12. If you don't have all of the known clinical signs of EDS, it means you don't have EDS.
False. There is no rule saying you have to have stretchy skin, you have to have atrophic scarring, flat feet are mandatory, stretch marks are a must, and you are required to be able to place your palms flat on the ground when you lean over while keeping your knees straight. These misconceptions harm patients.
13. People with EDS "don't have to work at it [flexibility]."
Again, I state, flexibility is not equivalent to hypermobility. A pediatric geneticist has actually said such a thing to me though, and it was very clear she'd likely never before evaluated an adult with EDS.
14. Some patients are just "not severe enough" to have EDS.

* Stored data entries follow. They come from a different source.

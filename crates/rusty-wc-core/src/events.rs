//! Inbound events, wallet commands and outbound messages of the broker.

use serde::{Deserialize, Serialize};

use crate::domain::{
    JsonRpcResponse, ProtocolReason, RequestOutcome, Session, SessionNamespaces,
    SessionProposal, SessionRequest, TimestampMs, WalletActionRequest,
};

/// Everything the pairing/transport client can tell us.
#[derive(Debug, Clone, PartialEq, Eq, Serialize, Deserialize)]
#[serde(tag = "type", rename_all = "snake_case")]
pub enum ProtocolEvent {
    SessionProposal(SessionProposal),
    SessionRequest(SessionRequest),
    SessionSettled {
        #[serde(default)]
        proposal_id: Option<u64>,
        session: Session,
    },
    SessionDeleted {
        topic: String,
        #[serde(default)]
        reason: Option<ProtocolReason>,
    },
    SessionUpdated {
        topic: String,
        namespaces: SessionNamespaces,
    },
    SessionExtended {
        topic: String,
        expires_at_ms: TimestampMs,
    },
}

impl ProtocolEvent {
    pub fn topic(&self) -> Option<&str> {
        match self {
            ProtocolEvent::SessionProposal(_) => None,
            ProtocolEvent::SessionRequest(req) => Some(&req.topic),
            ProtocolEvent::SessionSettled { session, .. } => Some(&session.topic),
            ProtocolEvent::SessionDeleted { topic, .. }
            | ProtocolEvent::SessionUpdated { topic, .. }
            | ProtocolEvent::SessionExtended { topic, .. } => Some(topic),
        }
    }

    pub fn kind(&self) -> &'static str {
        match self {
            ProtocolEvent::SessionProposal(_) => "session_proposal",
            ProtocolEvent::SessionRequest(_) => "session_request",
            ProtocolEvent::SessionSettled { .. } => "session_settled",
            ProtocolEvent::SessionDeleted { .. } => "session_deleted",
            ProtocolEvent::SessionUpdated { .. } => "session_updated",
            ProtocolEvent::SessionExtended { .. } => "session_extended",
        }
    }
}

/// Decisions and housekeeping fed in by the wallet side.
#[derive(Debug, Clone, PartialEq, Eq, Serialize, Deserialize)]
#[serde(tag = "command", rename_all = "snake_case")]
pub enum BrokerCommand {
    Pair { uri: String },
    DecideProposal { proposal_id: u64, approve: bool },
    Respond { request_id: u64, outcome: RequestOutcome },
    Disconnect { topic: String },
    ActiveAccountsChanged,
    ExpireStaleProposal,
    PruneExpiredSessions,
}

impl BrokerCommand {
    pub fn kind(&self) -> &'static str {
        match self {
            BrokerCommand::Pair { .. } => "pair",
            BrokerCommand::DecideProposal { .. } => "decide_proposal",
            BrokerCommand::Respond { .. } => "respond",
            BrokerCommand::Disconnect { .. } => "disconnect",
            BrokerCommand::ActiveAccountsChanged => "active_accounts_changed",
            BrokerCommand::ExpireStaleProposal => "expire_stale_proposal",
            BrokerCommand::PruneExpiredSessions => "prune_expired_sessions",
        }
    }
}

/// Commands sent to the pairing/transport client, as recorded or relayed.
#[derive(Debug, Clone, PartialEq, Eq, Serialize, Deserialize)]
#[serde(tag = "command", rename_all = "snake_case")]
pub enum ProtocolCommand {
    Connect {
        uri: String,
    },
    Approve {
        proposal_id: u64,
        namespaces: SessionNamespaces,
    },
    Reject {
        proposal_id: u64,
        reason: ProtocolReason,
    },
    Respond {
        topic: String,
        response: JsonRpcResponse,
    },
    Update {
        topic: String,
        namespaces: SessionNamespaces,
    },
    Disconnect {
        topic: String,
        reason: ProtocolReason,
    },
}

#[derive(Debug, Clone, PartialEq, Eq, Serialize, Deserialize)]
#[serde(tag = "notification", rename_all = "snake_case")]
pub enum BrokerNotification {
    ProposalAwaitingDecision { proposal: SessionProposal },
    SessionsChanged { sessions: Vec<Session> },
    WalletActionRequired { request: WalletActionRequest },
    Error { context: String, message: String },
}

impl BrokerNotification {
    pub fn error(context: &str, message: impl Into<String>) -> Self {
        Self::Error {
            context: context.to_owned(),
            message: message.into(),
        }
    }
}
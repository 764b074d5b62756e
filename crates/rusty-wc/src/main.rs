//! rusty-wc: headless WalletConnect session broker.
//!
//! Protocol events and wallet commands arrive as JSON lines on stdin;
//! protocol commands and notifications leave as JSON lines on stdout.
//! Logs go to stderr.

use tokio::io::{AsyncWriteExt, BufReader};
use tokio::sync::mpsc;
use tracing_subscriber::EnvFilter;

use rusty_wc_adapters::BrokerAdapterConfig;

mod bridge;
mod runtime;

use bridge::{read_inbound, Inbound, Outbound};
use runtime::Runtime;

/// `RUST_LOG` when it parses, `info` otherwise.
fn log_filter(rust_log: Option<&str>) -> EnvFilter {
    rust_log
        .and_then(|directives| EnvFilter::try_new(directives).ok())
        .unwrap_or_else(|| EnvFilter::new("info"))
}

#[tokio::main]
async fn main() -> eyre::Result<()> {
    // Initialize logging
    tracing_subscriber::fmt()
        .with_writer(std::io::stderr)
        .with_env_filter(log_filter(std::env::var("RUST_LOG").ok().as_deref()))
        .init();

    tracing::info!("Starting rusty-wc");

    let config = BrokerAdapterConfig::from_env();
    let (in_tx, in_rx) = mpsc::unbounded_channel::<Inbound>();
    let (out_tx, mut out_rx) = mpsc::unbounded_channel::<Outbound>();

    let runtime = Runtime::new(&config, in_rx, out_tx.clone())?;
    let broker_task = tokio::spawn(runtime.run());

    let writer_task = tokio::spawn(async move {
        let mut stdout = tokio::io::stdout();
        while let Some(line) = out_rx.recv().await {
            let mut encoded = serde_json::to_vec(&line)?;
            encoded.push(b'\n');
            stdout.write_all(&encoded).await?;
            stdout.flush().await?;
        }
        eyre::Ok(())
    });

    read_inbound(BufReader::new(tokio::io::stdin()), &in_tx, &out_tx).await?;

    drop(in_tx);
    drop(out_tx);
    broker_task.await?;
    writer_task.await??;
    tracing::info!("rusty-wc stopped");
    Ok(())
}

Doctors should not be comparing their patients according to their personal perceptions of what constitutes "severe enough" for EDS and what doesn't. Such comparisons invalidate the patient's experience and make the diagnostic process entirely subjective depending upon which doctor the patient sees. All EDS patients should be able to access competent and informed medical care and treatment to improve quality of life.
15. It's just a name, and it "doesn't matter what you call it." The treatment protocol is the same either way, so you're fine with a diagnosis of "Hypermobility Syndrome" (HMS), "Generalized Hypermobility of Joints," "Joint Hypermobility Syndrome" (JHS), or "Benign Joint Hypermobility Syndrome" (BJHS).
Personally, I disagree with this statement, and in some situations, such as having surgery or even in receiving referrals and appropriate treatment, having the proper diagnosis does matter. Overall, I disagree the most with the term "Benign Joint Hypermobility Syndrome," as the word 'benign' can invalidate the patient's experience. Many in the medical community agree, stating the diagnosis of "Benign Joint Hypermobility Syndrome" is "now in disuse as JHS should be no longer considered a 'benign' condition." However, the geneticist I saw in Denver, in June 2016, must not have gotten this memo. Regardless, Joint Hypermobility Syndrome "is indistinguishable from the hypermobility type of Ehlers-Danlos Syndrome." The name MATTERS. Having an ANSWER matters. The DIAGNOSIS matters. Being able to UNDERSTAND matters. ACCEPTANCE matters. AWARENESS MATTERS.